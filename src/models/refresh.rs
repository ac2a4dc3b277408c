use std::time::Duration;

use chrono::{DateTime, Utc};
use serde::Serialize;
use uuid::Uuid;

use super::Proxy;

/// Source a refresh job pulled candidates from
#[derive(Debug, Clone, Copy, PartialEq, Eq, Serialize)]
#[serde(rename_all = "snake_case")]
pub enum RefreshSource {
    File,
    Inline,
    External,
    Broker,
    Verify,
}

impl RefreshSource {
    pub fn as_str(&self) -> &'static str {
        match self {
            RefreshSource::File => "file",
            RefreshSource::Inline => "inline",
            RefreshSource::External => "external",
            RefreshSource::Broker => "broker",
            RefreshSource::Verify => "verify",
        }
    }
}

impl std::fmt::Display for RefreshSource {
    fn fmt(&self, f: &mut std::fmt::Formatter<'_>) -> std::fmt::Result {
        write!(f, "{}", self.as_str())
    }
}

#[derive(Debug, Clone, PartialEq, Eq, Serialize)]
#[serde(rename_all = "snake_case", tag = "status", content = "message")]
pub enum RefreshOutcome {
    Success,
    Empty,
    Error(String),
}

/// One source attempt within an acquisition chain run
#[derive(Debug, Clone, Serialize)]
pub struct RefreshJob {
    pub id: Uuid,
    pub source: RefreshSource,
    pub produced: usize,
    pub outcome: RefreshOutcome,
    pub started_at: DateTime<Utc>,
    pub elapsed_ms: u64,
}

impl RefreshJob {
    pub fn new(
        source: RefreshSource,
        result: &crate::error::Result<Vec<Proxy>>,
        started_at: DateTime<Utc>,
        elapsed: Duration,
    ) -> Self {
        let (produced, outcome) = match result {
            Ok(list) if list.is_empty() => (0, RefreshOutcome::Empty),
            Ok(list) => (list.len(), RefreshOutcome::Success),
            Err(e) => (0, RefreshOutcome::Error(e.to_string())),
        };

        Self {
            id: Uuid::new_v4(),
            source,
            produced,
            outcome,
            started_at,
            elapsed_ms: elapsed.as_millis() as u64,
        }
    }
}

/// Everything one acquisition chain run produced
#[derive(Debug, Clone, Default, Serialize)]
pub struct RefreshReport {
    pub jobs: Vec<RefreshJob>,
    pub proxies: Vec<Proxy>,
    /// Proxies actually inserted into the pool by the merge step
    pub added: usize,
    /// The run was skipped because another caller already refilled the pool
    pub skipped: bool,
}

impl RefreshReport {
    pub fn skipped() -> Self {
        Self {
            skipped: true,
            ..Default::default()
        }
    }

    pub fn sources(&self) -> Vec<RefreshSource> {
        self.jobs.iter().map(|j| j.source).collect()
    }

    pub fn is_empty(&self) -> bool {
        self.proxies.is_empty()
    }
}

#[cfg(test)]
mod tests {
    use super::*;
    use crate::error::ReelError;

    #[test]
    fn test_job_outcome_from_result() {
        let now = Utc::now();
        let ok: crate::error::Result<Vec<Proxy>> =
            Ok(vec![Proxy::parse("1.2.3.4:80").unwrap()]);
        let job = RefreshJob::new(RefreshSource::File, &ok, now, Duration::from_millis(5));
        assert_eq!(job.produced, 1);
        assert_eq!(job.outcome, RefreshOutcome::Success);
        assert_eq!(job.elapsed_ms, 5);

        let empty: crate::error::Result<Vec<Proxy>> = Ok(Vec::new());
        let job = RefreshJob::new(RefreshSource::Broker, &empty, now, Duration::ZERO);
        assert_eq!(job.outcome, RefreshOutcome::Empty);

        let err: crate::error::Result<Vec<Proxy>> = Err(ReelError::Timeout);
        let job = RefreshJob::new(RefreshSource::External, &err, now, Duration::ZERO);
        assert_eq!(job.produced, 0);
        assert!(matches!(job.outcome, RefreshOutcome::Error(_)));
    }

    #[test]
    fn test_outcome_serialization() {
        let value = serde_json::to_value(RefreshOutcome::Error("boom".into())).unwrap();
        assert_eq!(value["status"], "error");
        assert_eq!(value["message"], "boom");
    }
}
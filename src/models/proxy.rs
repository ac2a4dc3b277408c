use std::fmt;
use std::str::FromStr;

use serde::{Deserialize, Serialize};
use url::Url;

use crate::error::{Result, ReelError};

/// Proxy scheme
#[derive(Debug, Clone, Copy, PartialEq, Eq, Hash, Serialize, Deserialize, Default)]
#[serde(rename_all = "lowercase")]
pub enum ProxyScheme {
    #[default]
    Http,
    Https,
}

impl ProxyScheme {
    pub fn as_str(&self) -> &'static str {
        match self {
            ProxyScheme::Http => "http",
            ProxyScheme::Https => "https",
        }
    }

    pub fn from_str(s: &str) -> Option<Self> {
        match s.to_lowercase().as_str() {
            "http" => Some(ProxyScheme::Http),
            "https" => Some(ProxyScheme::Https),
            _ => None,
        }
    }
}

impl fmt::Display for ProxyScheme {
    fn fmt(&self, f: &mut fmt::Formatter<'_>) -> fmt::Result {
        write!(f, "{}", self.as_str())
    }
}

/// An egress proxy endpoint, canonically `scheme://host:port`
///
/// Two proxies are equal when their canonical strings are equal; the derived
/// `Eq`/`Hash` on the normalised fields gives exactly that.
#[derive(Debug, Clone, PartialEq, Eq, Hash, Serialize, Deserialize)]
pub struct Proxy {
    pub scheme: ProxyScheme,
    pub host: String,
    pub port: u16,
}

impl Proxy {
    pub fn new(scheme: ProxyScheme, host: impl Into<String>, port: u16) -> Self {
        Self {
            scheme,
            host: host.into().to_lowercase(),
            port,
        }
    }

    /// Parse `host:port` (defaults to http) or `scheme://host:port`
    pub fn parse(raw: &str) -> Result<Self> {
        let raw = raw.trim();
        if raw.is_empty() {
            return Err(ReelError::InvalidProxyAddress("empty proxy entry".into()));
        }

        let with_scheme = if raw.contains("://") {
            raw.to_string()
        } else {
            format!("http://{}", raw)
        };

        let url = Url::parse(&with_scheme)?;

        let scheme = ProxyScheme::from_str(url.scheme())
            .ok_or_else(|| ReelError::UnsupportedProtocol(url.scheme().to_string()))?;

        if url.fragment().is_some() || url.query().is_some() {
            return Err(ReelError::InvalidProxyAddress(format!(
                "{} must not include query/fragment",
                raw
            )));
        }
        if !(url.path().is_empty() || url.path() == "/") {
            return Err(ReelError::InvalidProxyAddress(format!(
                "{} must not include a path",
                raw
            )));
        }
        if !url.username().is_empty() || url.password().is_some() {
            return Err(ReelError::InvalidProxyAddress(format!(
                "{} must not include credentials",
                raw
            )));
        }

        let host = url
            .host_str()
            .ok_or_else(|| ReelError::InvalidProxyAddress(format!("{} has no host", raw)))?;

        // Url drops the port when it equals the scheme default, so an explicit
        // port is checked on the raw text instead of relying on `url.port()`.
        let port = match url.port() {
            Some(p) => p,
            None if has_explicit_port(raw) => url.port_or_known_default().ok_or_else(|| {
                ReelError::InvalidProxyAddress(format!("{} has no port", raw))
            })?,
            None => {
                return Err(ReelError::InvalidProxyAddress(format!(
                    "{} has no port",
                    raw
                )))
            }
        };

        Ok(Self::new(scheme, host, port))
    }

    /// Canonical `scheme://host:port` form
    pub fn url(&self) -> String {
        format!("{}://{}:{}", self.scheme, self.host, self.port)
    }

    /// The `host:port` key shared by every logical proxy on the same egress
    pub fn host_port(&self) -> HostPort {
        HostPort(format!("{}:{}", self.host, self.port))
    }
}

impl fmt::Display for Proxy {
    fn fmt(&self, f: &mut fmt::Formatter<'_>) -> fmt::Result {
        write!(f, "{}://{}:{}", self.scheme, self.host, self.port)
    }
}

impl FromStr for Proxy {
    type Err = ReelError;

    fn from_str(s: &str) -> Result<Self> {
        Proxy::parse(s)
    }
}

fn has_explicit_port(raw: &str) -> bool {
    let authority = raw.split("://").last().unwrap_or(raw);
    let authority = authority.trim_end_matches('/');
    match authority.rsplit_once(':') {
        Some((_, port)) => !port.is_empty() && port.chars().all(|c| c.is_ascii_digit()),
        None => false,
    }
}

/// Download-slot key (`host:port`) for one physical egress
#[derive(Debug, Clone, PartialEq, Eq, Hash, PartialOrd, Ord, Serialize, Deserialize)]
pub struct HostPort(String);

impl HostPort {
    pub fn as_str(&self) -> &str {
        &self.0
    }
}

impl fmt::Display for HostPort {
    fn fmt(&self, f: &mut fmt::Formatter<'_>) -> fmt::Result {
        f.write_str(&self.0)
    }
}

/// Parse a list of raw entries, skipping blanks and comments and collapsing
/// duplicates while keeping first-seen order. Unparseable entries are returned
/// separately so callers can log them.
pub fn parse_proxy_list<'a, I>(lines: I) -> (Vec<Proxy>, Vec<String>)
where
    I: IntoIterator<Item = &'a str>,
{
    let mut seen = std::collections::HashSet::new();
    let mut proxies = Vec::new();
    let mut rejected = Vec::new();

    for line in lines {
        let line = line.trim();
        if line.is_empty() || line.starts_with('#') {
            continue;
        }
        match Proxy::parse(line) {
            Ok(proxy) => {
                if seen.insert(proxy.clone()) {
                    proxies.push(proxy);
                }
            }
            Err(_) => rejected.push(line.to_string()),
        }
    }

    (proxies, rejected)
}

#[cfg(test)]
mod tests {
    use super::*;

    #[test]
    fn test_proxy_scheme_parsing() {
        assert_eq!(ProxyScheme::from_str("HTTP"), Some(ProxyScheme::Http));
        assert_eq!(ProxyScheme::from_str("https"), Some(ProxyScheme::Https));
        assert_eq!(ProxyScheme::from_str("socks5"), None);
        assert_eq!(ProxyScheme::Https.to_string(), "https");
    }

    #[test]
    fn test_parse_bare_host_port_defaults_to_http() {
        let proxy = Proxy::parse("1.2.3.4:8080").unwrap();
        assert_eq!(proxy.scheme, ProxyScheme::Http);
        assert_eq!(proxy.host, "1.2.3.4");
        assert_eq!(proxy.port, 8080);
        assert_eq!(proxy.url(), "http://1.2.3.4:8080");
    }

    #[test]
    fn test_parse_qualified_and_default_port() {
        let proxy = Proxy::parse("https://Proxy.Example:443").unwrap();
        assert_eq!(proxy.scheme, ProxyScheme::Https);
        assert_eq!(proxy.to_string(), "https://proxy.example:443");

        let proxy = Proxy::parse("http://10.0.0.1:80/").unwrap();
        assert_eq!(proxy.port, 80);
    }

    #[test]
    fn test_parse_rejects_invalid_entries() {
        assert!(matches!(
            Proxy::parse("socks5://1.2.3.4:1080"),
            Err(ReelError::UnsupportedProtocol(_))
        ));
        assert!(matches!(
            Proxy::parse("1.2.3.4"),
            Err(ReelError::InvalidProxyAddress(_))
        ));
        assert!(Proxy::parse("http://1.2.3.4:8080/path").is_err());
        assert!(Proxy::parse("http://user:pw@1.2.3.4:8080").is_err());
        assert!(Proxy::parse("   ").is_err());
    }

    #[test]
    fn test_equality_is_by_canonical_form() {
        let a: Proxy = "1.2.3.4:8080".parse().unwrap();
        let b: Proxy = "http://1.2.3.4:8080".parse().unwrap();
        let c: Proxy = "https://1.2.3.4:8080".parse().unwrap();
        assert_eq!(a, b);
        assert_ne!(a, c);
        assert_eq!(a.host_port(), c.host_port());
        assert_eq!(a.host_port().as_str(), "1.2.3.4:8080");
    }

    #[test]
    fn test_parse_proxy_list_collapses_duplicates() {
        let text = "1.1.1.1:80\n\n# comment\nhttp://1.1.1.1:80\nhttps://2.2.2.2:443\nnot-a-proxy\n";
        let (proxies, rejected) = parse_proxy_list(text.lines());
        assert_eq!(
            proxies.iter().map(Proxy::url).collect::<Vec<_>>(),
            vec!["http://1.1.1.1:80", "https://2.2.2.2:443"]
        );
        assert_eq!(rejected, vec!["not-a-proxy".to_string()]);
    }
}
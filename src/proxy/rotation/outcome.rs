use http::StatusCode;

use crate::error::ReelError;

/// How a request sent through a rotated proxy ended
#[derive(Debug, Clone, Copy, PartialEq, Eq)]
pub enum RequestOutcome {
    Success,
    /// The target answered, but the answer looks like a block page
    Ban,
    Timeout,
    ConnectionError,
}

impl RequestOutcome {
    /// Ban detection on a received response
    ///
    /// Anything other than 200/301/302 is a ban, and so is an empty 200.
    pub fn from_response(status: StatusCode, body_len: usize) -> Self {
        match status {
            StatusCode::OK if body_len == 0 => Self::Ban,
            StatusCode::OK | StatusCode::MOVED_PERMANENTLY | StatusCode::FOUND => Self::Success,
            _ => Self::Ban,
        }
    }

    /// Outcome of a request that produced no response
    pub fn from_error(err: &ReelError) -> Self {
        match err {
            ReelError::Timeout | ReelError::ExternalProcessTimeout { .. } => Self::Timeout,
            _ => Self::ConnectionError,
        }
    }

    pub fn is_failure(&self) -> bool {
        !matches!(self, Self::Success)
    }
}
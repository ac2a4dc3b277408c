//! Proxy list file source with inline fallback

use std::path::PathBuf;

use tracing::{debug, warn};

use crate::error::Result;
use crate::models::{parse_proxy_list, Proxy, RefreshSource};

/// Reads `host:port` / `scheme://host:port` entries from a file, or from an
/// inline list when no file is available
#[derive(Debug, Clone, Default)]
pub struct FileSource {
    path: Option<PathBuf>,
    inline: Vec<String>,
}

impl FileSource {
    pub fn new(path: Option<PathBuf>, inline: Vec<String>) -> Self {
        Self { path, inline }
    }

    pub fn is_configured(&self) -> bool {
        self.path.is_some() || !self.inline.is_empty()
    }

    /// Load the list, returning the source it actually came from
    ///
    /// A configured but missing file falls back to the inline list. A file
    /// that exists but holds no entries yields an empty list.
    pub async fn load(&self) -> Result<(RefreshSource, Vec<Proxy>)> {
        if let Some(path) = &self.path {
            match tokio::fs::read_to_string(path).await {
                Ok(content) => {
                    let proxies = parse_lines(content.lines(), RefreshSource::File);
                    debug!(path = %path.display(), count = proxies.len(), "Loaded proxy list file");
                    return Ok((RefreshSource::File, proxies));
                }
                Err(e) if e.kind() == std::io::ErrorKind::NotFound => {
                    debug!(path = %path.display(), "Proxy list file not found, using inline list");
                }
                Err(e) => return Err(e.into()),
            }
        }

        let proxies = parse_lines(self.inline.iter().map(String::as_str), RefreshSource::Inline);
        Ok((RefreshSource::Inline, proxies))
    }
}

fn parse_lines<'a, I>(lines: I, source: RefreshSource) -> Vec<Proxy>
where
    I: IntoIterator<Item = &'a str>,
{
    let (proxies, rejected) = parse_proxy_list(lines);
    for entry in rejected {
        warn!(source = %source, entry = %entry, "Skipping invalid proxy entry");
    }
    proxies
}

#[cfg(test)]
mod tests {
    use super::*;
    use std::io::Write;

    #[tokio::test]
    async fn test_load_file_skips_comments_and_duplicates() {
        let mut file = tempfile::NamedTempFile::new().unwrap();
        writeln!(file, "# list").unwrap();
        writeln!(file, "1.2.3.4:8080").unwrap();
        writeln!(file).unwrap();
        writeln!(file, "http://1.2.3.4:8080").unwrap();
        writeln!(file, "https://5.6.7.8:3128").unwrap();
        writeln!(file, "not a proxy").unwrap();

        let source = FileSource::new(Some(file.path().to_path_buf()), vec!["9.9.9.9:80".into()]);
        let (from, proxies) = source.load().await.unwrap();

        assert_eq!(from, RefreshSource::File);
        assert_eq!(
            proxies,
            vec![
                Proxy::parse("1.2.3.4:8080").unwrap(),
                Proxy::parse("https://5.6.7.8:3128").unwrap(),
            ]
        );
    }

    #[tokio::test]
    async fn test_missing_file_falls_back_to_inline() {
        let dir = tempfile::tempdir().unwrap();
        let source = FileSource::new(
            Some(dir.path().join("absent.txt")),
            vec!["9.9.9.9:80".into(), "9.9.9.9:80".into()],
        );

        let (from, proxies) = source.load().await.unwrap();
        assert_eq!(from, RefreshSource::Inline);
        assert_eq!(proxies, vec![Proxy::parse("9.9.9.9:80").unwrap()]);
    }

    #[tokio::test]
    async fn test_empty_file_yields_nothing() {
        let file = tempfile::NamedTempFile::new().unwrap();
        let source = FileSource::new(Some(file.path().to_path_buf()), vec!["9.9.9.9:80".into()]);

        let (from, proxies) = source.load().await.unwrap();
        assert_eq!(from, RefreshSource::File);
        assert!(proxies.is_empty());
    }

    #[tokio::test]
    async fn test_unconfigured_source() {
        let source = FileSource::default();
        assert!(!source.is_configured());
        let (_, proxies) = source.load().await.unwrap();
        assert!(proxies.is_empty());
    }
}
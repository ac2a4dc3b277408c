//! Periodic pool statistics logging

use std::sync::Arc;
use std::time::Duration;

use parking_lot::Mutex;
use tracing::{debug, info};

use super::refresher::{PeriodicRefresher, RefresherHandle};
use crate::proxy::pool::{PoolStats, ProxyPool};

pub struct PoolStatsReporter {
    pool: Arc<ProxyPool>,
    last: Mutex<Option<PoolStats>>,
}

impl PoolStatsReporter {
    pub fn new(pool: Arc<ProxyPool>) -> Self {
        Self {
            pool,
            last: Mutex::new(None),
        }
    }

    /// Log the current stats; unchanged stats are only logged at debug level.
    /// Returns whether they changed since the previous report.
    pub fn report(&self) -> bool {
        let stats = self.pool.stats();
        let mut last = self.last.lock();

        let changed = last.as_ref() != Some(&stats);
        if changed {
            info!(
                total = stats.total,
                selectable = stats.selectable(),
                "{}",
                stats
            );
        } else {
            debug!("{}", stats);
        }
        *last = Some(stats);
        changed
    }

    /// Report every `period`; `None` when `period` is zero
    pub fn start(self, period: Duration) -> Option<RefresherHandle> {
        let reporter = Arc::new(self);
        PeriodicRefresher::start("pool-stats", period, false, move || {
            let reporter = reporter.clone();
            async move {
                reporter.report();
            }
        })
    }
}

#[cfg(test)]
mod tests {
    use super::*;
    use crate::models::{BackoffPolicy, Proxy};

    #[test]
    fn test_report_detects_changes() {
        let pool = Arc::new(ProxyPool::new(BackoffPolicy::default()));
        let reporter = PoolStatsReporter::new(pool.clone());

        assert!(reporter.report());
        assert!(!reporter.report());

        pool.add(Proxy::parse("1.1.1.1:80").unwrap());
        assert!(reporter.report());
    }

    #[tokio::test]
    async fn test_zero_period_disables_reporter() {
        let pool = Arc::new(ProxyPool::new(BackoffPolicy::default()));
        assert!(PoolStatsReporter::new(pool).start(Duration::ZERO).is_none());
    }
}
..............................
▸ **Aim of the task**: All lines from the listing above that include "warn" should be shown.

▸ **Solution to the problem**:
use tracing::{debug, warn};
        warn!(source = %source, entry = %entry, "Skipping invalid proxy entry");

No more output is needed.